I’ve been tempted to upgrade to a Smartphone like the iPhone 3GS or Droid because of the rich set of features and I want to appear hip.

Doing some research on each of these phones reveals a common weakness – short battery life. The Droid or iPhone battery can last a mere 4 hours with just a few emails, phone calls and minutes of web surfing.

Being a real enthusiast for efficiency I’ve decided to pass on getting one of these phones for right now however the question remains – why is the battery life so short?

It could be just a case of the marketing department adding too many features that all consume power:

  • Huge screens
  • WiFi
  • Navigation
  • Music
  • Video
  • Email
  • Web browsing
  • Bluetooth

Some people think that the power issue will be resolved with the next release of the operating system, so that it auto detects how you are using the Smartphone and aggressively manages power to keep the device running for the maximum time.

I’m wondering if these phone companies did any high-level simulations of power consumption?

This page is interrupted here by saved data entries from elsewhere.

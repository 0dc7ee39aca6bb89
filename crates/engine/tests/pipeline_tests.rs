//! End-to-end tests driving builders through `SectionPipeline`.

mod common;

use common::CountingSource;
use kvconf_engine::{
    AdapterRegistry, AppSettings, BuilderOptions, ConfigBuilder, KeyValueConfigBuilder,
    PipelineError, SectionHandler, SectionItem, SectionPipeline, SharedAppSettings, Update,
};
use std::sync::Arc;

const DOCUMENT: &str = r#"{
    "appSettings": { "env": "prod", "greeting": "hello ${User}", "Secret": "placeholder" },
    "connectionStrings": [
        { "name": "db", "connectionString": "Server=${DbHost}", "providerName": "Npgsql" }
    ]
}"#;

fn token_builder() -> Arc<dyn ConfigBuilder> {
    Arc::new(KeyValueConfigBuilder::new(
        "tokens",
        CountingSource::new([("User", "ada"), ("DbHost", "db.internal")]),
        BuilderOptions::new().with("mode", "Token"),
    ))
}

#[test]
fn test_raw_pass_runs_before_structured_pass() {
    let shared = Arc::new(SharedAppSettings::new());
    let strict = Arc::new(KeyValueConfigBuilder::new(
        "vault",
        CountingSource::new([("Secret", "s3cr3t")]),
        BuilderOptions::new(),
    ));
    let pipeline = SectionPipeline::new(Arc::clone(&shared))
        .with_builder(token_builder())
        .with_builder(strict);

    let document = pipeline.load_document(DOCUMENT).unwrap();

    assert_eq!(document.app_settings.get("greeting"), Some("hello ada"));
    assert_eq!(document.app_settings.get("Secret"), Some("s3cr3t"));
    let db = document.connection_strings.get("db").unwrap();
    assert_eq!(db.connection_string, "Server=db.internal");
    assert_eq!(db.provider_name.as_deref(), Some("Npgsql"));
    // Published for later option resolution.
    assert_eq!(shared.current().get("Secret"), Some("s3cr3t"));
    assert!(!shared.is_processing());
}

#[test]
fn test_option_tokens_stay_literal_while_app_settings_load() {
    let shared = Arc::new(SharedAppSettings::new());
    let builder = Arc::new(
        KeyValueConfigBuilder::new(
            "vault",
            CountingSource::new([]),
            BuilderOptions::new().with("prefix", "${env}."),
        )
        .with_settings_accessor(shared.clone()),
    );
    let pipeline = SectionPipeline::new(Arc::clone(&shared)).with_builder(builder.clone());

    pipeline.load_document(DOCUMENT).unwrap();

    assert_eq!(builder.config().unwrap().unwrap().key_prefix, "${env}.");
}

#[test]
fn test_published_settings_resolve_later_builders() {
    let shared = Arc::new(SharedAppSettings::new());
    SectionPipeline::new(Arc::clone(&shared))
        .load_document(DOCUMENT)
        .unwrap();

    let builder = Arc::new(
        KeyValueConfigBuilder::new(
            "vault",
            CountingSource::new([("prod.db", "Server=prod-db")]),
            BuilderOptions::from_pairs([("prefix", "${env}."), ("stripPrefix", "true")]),
        )
        .with_settings_accessor(shared.clone()),
    );
    let pipeline = SectionPipeline::new(Arc::clone(&shared)).with_builder(builder.clone());

    let strings: kvconf_engine::ConnectionStrings = pipeline
        .load_section(
            "connectionStrings",
            r#"[{"name":"db","connectionString":"dev"}]"#,
        )
        .unwrap();

    assert_eq!(builder.config().unwrap().unwrap().key_prefix, "prod.");
    assert_eq!(strings.get("db").unwrap().connection_string, "Server=prod-db");
}

#[test]
fn test_builder_errors_abort_loading() {
    let shared = Arc::new(SharedAppSettings::new());
    let failing = Arc::new(KeyValueConfigBuilder::new(
        "vault",
        CountingSource::failing("sealed"),
        BuilderOptions::new(),
    ));
    let pipeline = SectionPipeline::new(Arc::clone(&shared)).with_builder(failing);

    let err = pipeline.load_document(DOCUMENT).unwrap_err();

    assert!(matches!(err, PipelineError::Builder(_)));
    assert_eq!(err.to_string(), "'vault' GetValue() Error");
    assert!(!shared.is_processing());
    assert!(shared.current().is_empty());
}

#[test]
fn test_malformed_section_is_parse_error() {
    let pipeline = SectionPipeline::new(Arc::new(SharedAppSettings::new()));

    let err = pipeline
        .load_section::<AppSettings>("appSettings", "{not json")
        .unwrap_err();

    assert!(matches!(err, PipelineError::Parse { ref section, .. } if section == "appSettings"));
}

#[test]
fn test_token_values_are_spliced_verbatim() {
    let pipeline = SectionPipeline::new(Arc::new(SharedAppSettings::new())).with_builder(Arc::new(
        KeyValueConfigBuilder::new(
            "tokens",
            CountingSource::new([("Quoted", r#"say "hi""#), ("Escaped", r#"say \"hi\""#)]),
            BuilderOptions::new().with("mode", "Token"),
        ),
    ));

    let err = pipeline
        .load_section::<AppSettings>("appSettings", r#"{ "a": "${Quoted}" }"#)
        .unwrap_err();
    assert!(matches!(err, PipelineError::Parse { .. }));

    let settings = pipeline
        .load_section::<AppSettings>("appSettings", r#"{ "a": "${Escaped}" }"#)
        .unwrap();
    assert_eq!(settings.get("a"), Some(r#"say "hi""#));
}

#[test]
fn test_missing_sections_load_empty() {
    let pipeline = SectionPipeline::new(Arc::new(SharedAppSettings::new()));

    let document = pipeline.load_document("{}").unwrap();

    assert!(document.app_settings.is_empty());
    assert!(document.connection_strings.is_empty());
}

#[test]
fn test_unadapted_section_types_pass_through() {
    let builder = Arc::new(KeyValueConfigBuilder::new(
        "vault",
        CountingSource::new([("a", "1")]),
        BuilderOptions::new().with("mode", "Greedy"),
    ));
    let pipeline =
        SectionPipeline::new(Arc::new(SharedAppSettings::new())).with_builder(builder.clone());

    let value: serde_json::Value = pipeline.load_section("custom", r#"{"a":"x"}"#).unwrap();

    assert_eq!(value["a"], "x");
    assert_eq!(builder.source().unwrap().all_calls(), 0);
}

/// Writes every key upper-cased.
struct ShoutingHandler;

impl SectionHandler for ShoutingHandler {
    type Section = AppSettings;
    type Handle = ();

    fn items(&self, section: &AppSettings) -> Vec<SectionItem<()>> {
        section
            .iter()
            .map(|(key, value)| SectionItem {
                key: key.to_string(),
                value: Some(value.to_string()),
                handle: (),
            })
            .collect()
    }

    fn insert_or_update(&self, section: &mut AppSettings, update: Update<'_, ()>) {
        if let Some(old_key) = update.old_key {
            section.remove(old_key);
        }
        section.set(update.key.to_uppercase(), update.value.to_uppercase());
    }
}

#[test]
fn test_custom_adapter_overrides_builtin() {
    let mut adapters = AdapterRegistry::default();
    adapters.add("shouting", ShoutingHandler);
    let builder = Arc::new(
        KeyValueConfigBuilder::new(
            "vault",
            CountingSource::new([("greeting", "hi")]),
            BuilderOptions::new(),
        )
        .with_adapters(Arc::new(adapters)),
    );
    let pipeline =
        SectionPipeline::new(Arc::new(SharedAppSettings::new())).with_builder(builder);

    let settings = pipeline
        .load_app_settings(r#"{"greeting":"hello"}"#)
        .unwrap();

    let entries: Vec<_> = settings.iter().collect();
    assert_eq!(entries, vec![("GREETING", "HI")]);
}
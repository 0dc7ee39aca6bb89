//! Error types for loading file-backed sources.
//!
//! Responsibilities:
//! - Describe why a source could not load its backing file or directory.
//! - Convert into `BuilderError::Source` so the builder wraps it with its
//!   name and phase.
//!
//! Invariants:
//! - Every variant names the path involved.
//! - Dotenv errors NEVER include raw .env line contents to prevent secret leakage.

use kvconf_engine::BuilderError;
use std::io::ErrorKind;
use std::path::PathBuf;
use thiserror::Error;

#[derive(Error, Debug)]
pub enum SourceLoadError {
    #[error("Failed to read {path}")]
    Read {
        path: PathBuf,
        #[source]
        source: std::io::Error,
    },

    #[error("Failed to parse JSON file at {path}")]
    JsonParse {
        path: PathBuf,
        #[source]
        source: serde_json::Error,
    },

    #[error("JSON file at {path} must contain an object at the top level")]
    JsonNotAnObject { path: PathBuf },

    #[error("Not a directory: {path}")]
    NotADirectory { path: PathBuf },

    #[error("Failed to load key-per-file directory {path}")]
    Directory {
        path: PathBuf,
        #[source]
        source: anyhow::Error,
    },

    /// SAFETY: only the byte index of the failure, NOT the offending line.
    #[error("Failed to parse .env file at {path}, position {error_index}")]
    DotenvParse { path: PathBuf, error_index: usize },

    #[error("Failed to read .env file at {path}: {kind}")]
    DotenvIo { path: PathBuf, kind: ErrorKind },

    #[error("Failed to load .env file at {path}")]
    DotenvUnknown { path: PathBuf },
}

impl From<SourceLoadError> for BuilderError {
    fn from(error: SourceLoadError) -> Self {
        BuilderError::Source(Box::new(error))
    }
}

pub(crate) fn is_not_found(error: &std::io::Error) -> bool {
    error.kind() == ErrorKind::NotFound
}
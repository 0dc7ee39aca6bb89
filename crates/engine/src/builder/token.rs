//! Raw-text token rewriting.
//!
//! `replace_tokens` is a pure function of the text, the pattern, and a
//! resolver. Matches are replaced left to right without overlap; a token
//! whose key does not resolve keeps its original text.

use regex::Regex;

use crate::error::Result;

/// Rewrite every match of `pattern` whose capture group 1 resolves.
///
/// A pattern without a group 1, or a match whose group 1 is empty or did not
/// participate, leaves the token untouched.
pub fn replace_tokens<F>(text: &str, pattern: &Regex, mut resolve: F) -> Result<String>
where
    F: FnMut(&str) -> Result<Option<String>>,
{
    if text.is_empty() || pattern.captures_len() < 2 {
        return Ok(text.to_string());
    }

    let mut output = String::with_capacity(text.len());
    let mut last = 0;
    for captures in pattern.captures_iter(text) {
        let (Some(token), Some(key)) = (captures.get(0), captures.get(1)) else {
            continue;
        };
        if key.as_str().is_empty() {
            continue;
        }
        if let Some(value) = resolve(key.as_str())? {
            output.push_str(&text[last..token.start()]);
            output.push_str(&value);
            last = token.end();
        }
    }
    output.push_str(&text[last..]);
    Ok(output)
}

/// Escape a value for inclusion in markup text or attribute values.
pub fn escape_markup(value: &str) -> String {
    let mut escaped = String::with_capacity(value.len());
    for c in value.chars() {
        match c {
            '&' => escaped.push_str("&amp;"),
            '<' => escaped.push_str("&lt;"),
            '>' => escaped.push_str("&gt;"),
            '"' => escaped.push_str("&quot;"),
            '\'' => escaped.push_str("&apos;"),
            _ => escaped.push(c),
        }
    }
    escaped
}
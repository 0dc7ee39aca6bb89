//! Key/value configuration builders.
//!
//! This crate injects values from pluggable backing sources (vaults, remote
//! stores, environment, files) into configuration sections at load time.
//! A `KeyValueConfigBuilder` owns the substitution policy (mode, prefix,
//! character map, token pattern, caching); a `KeyValueSource` only fetches.

pub mod constants;
mod builder;
mod error;
mod options;
mod pipeline;
pub mod section;
mod settings;
mod source;

pub use builder::{ConfigBuilder, KeyValueConfigBuilder, escape_markup, replace_tokens};
pub use error::{BuilderError, Phase, Result, SourceError, SourceResult};
pub use options::{
    BuilderConfig, BuilderOptions, CharMap, Enabled, Mode, default_token_pattern, parse_bool,
};
pub use pipeline::{Document, PipelineError, SectionPipeline};
pub use section::{
    AdapterRegistry, AppSettings, ConnectionString, ConnectionStrings, SectionAdapter,
    SectionHandler, SectionItem, Update,
};
pub use settings::{ProcessingGuard, SettingsAccessor, SettingsSnapshot, SharedAppSettings};
pub use source::{InitContext, KeyValueSource};
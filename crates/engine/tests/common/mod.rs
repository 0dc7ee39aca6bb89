//! Shared fixtures for engine integration tests.

#![allow(dead_code)]

use kvconf_engine::{InitContext, KeyValueSource, SourceResult};
use std::sync::atomic::{AtomicUsize, Ordering};

/// In-memory source that counts calls and can be told to fail.
#[derive(Debug, Default)]
pub struct CountingSource {
    values: Vec<(String, String)>,
    fail_with: Option<String>,
    bulk: bool,
    get_calls: AtomicUsize,
    all_calls: AtomicUsize,
}

impl CountingSource {
    pub fn new<const N: usize>(values: [(&str, &str); N]) -> Self {
        Self {
            values: values
                .iter()
                .map(|(k, v)| (k.to_string(), v.to_string()))
                .collect(),
            bulk: true,
            ..Self::default()
        }
    }

    pub fn failing(message: &str) -> Self {
        Self {
            fail_with: Some(message.to_string()),
            bulk: true,
            ..Self::default()
        }
    }

    pub fn without_bulk_fetch(mut self) -> Self {
        self.bulk = false;
        self
    }

    pub fn get_calls(&self) -> usize {
        self.get_calls.load(Ordering::SeqCst)
    }

    pub fn all_calls(&self) -> usize {
        self.all_calls.load(Ordering::SeqCst)
    }
}

impl KeyValueSource for CountingSource {
    fn get_value(&self, key: &str) -> SourceResult<Option<String>> {
        self.get_calls.fetch_add(1, Ordering::SeqCst);
        if let Some(message) = &self.fail_with {
            return Err(message.clone().into());
        }
        Ok(self
            .values
            .iter()
            .find(|(k, _)| k.eq_ignore_ascii_case(key))
            .map(|(_, v)| v.clone()))
    }

    fn get_all_values(&self, prefix: &str) -> SourceResult<Vec<(String, String)>> {
        self.all_calls.fetch_add(1, Ordering::SeqCst);
        if let Some(message) = &self.fail_with {
            return Err(message.clone().into());
        }
        Ok(self
            .values
            .iter()
            .filter(|(k, _)| {
                k.len() >= prefix.len()
                    && k.is_char_boundary(prefix.len())
                    && k[..prefix.len()].eq_ignore_ascii_case(prefix)
            })
            .cloned()
            .collect())
    }

    fn supports_bulk_fetch(&self) -> bool {
        self.bulk
    }
}

/// Source whose lookups depend on state set during `initialize`.
#[derive(Debug, Default)]
pub struct SlowInitSource {
    pub endpoint: Option<String>,
    pub init_runs: usize,
}

impl KeyValueSource for SlowInitSource {
    fn get_value(&self, key: &str) -> SourceResult<Option<String>> {
        let endpoint = self
            .endpoint
            .as_deref()
            .ok_or("lookup before initialize returned")?;
        Ok(Some(format!("{endpoint}/{key}")))
    }

    fn get_all_values(&self, _prefix: &str) -> SourceResult<Vec<(String, String)>> {
        Ok(Vec::new())
    }

    fn initialize(&mut self, ctx: &InitContext<'_>) -> kvconf_engine::Result<()> {
        self.init_runs += 1;
        std::thread::sleep(std::time::Duration::from_millis(50));
        self.endpoint = Some(ctx.required_option("endpoint")?);
        Ok(())
    }
}
//! Centralized constants for the kvconf engine.
//!
//! Option names are matched case-insensitively by `BuilderOptions`, so the
//! spelling here is only the canonical form used in messages.

// =============================================================================
// Builder Option Names
// =============================================================================

pub const OPTION_MODE: &str = "mode";
pub const OPTION_PREFIX: &str = "prefix";
pub const OPTION_STRIP_PREFIX: &str = "stripPrefix";
pub const OPTION_ENABLED: &str = "enabled";
pub const OPTION_ESCAPE_EXPANDED_VALUES: &str = "escapeExpandedValues";
pub const OPTION_TOKEN_PATTERN: &str = "tokenPattern";
pub const OPTION_CHAR_MAP: &str = "charMap";

// =============================================================================
// Token Defaults
// =============================================================================

/// Default token pattern: matches `${name}` where `name` starts with a word
/// character followed by word characters or any of `-$@#+,.:~`.
pub const DEFAULT_TOKEN_PATTERN: &str = r"\$\{(\w[\w\-$@#+,.:~]*)\}";

// =============================================================================
// Section Shapes
// =============================================================================

/// Suffix addressing the provider attribute of a connection string entry.
pub const PROVIDER_NAME_SUFFIX: &str = ":providerName";

/// Registry names of the two built-in adapters.
pub const APP_SETTINGS_ADAPTER: &str = "appSettings";
pub const CONNECTION_STRINGS_ADAPTER: &str = "connectionStrings";

/// Section names in a JSON document.
pub const APP_SETTINGS_SECTION: &str = "appSettings";
pub const CONNECTION_STRINGS_SECTION: &str = "connectionStrings";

Are there EDA simulators that would predict power consumption on a complete consumer electronic device like the Droid or iPhone?

Did the marketing departments ignore the battery life issue?

How will engineering produce a longer living Smartphone?

EDA could add some real value here in helping the system-level designers of Smartphones to get extended life out of a single battery charge.

Even the foundries could add some value by offering a process with lower leakage currents, and lower switching power.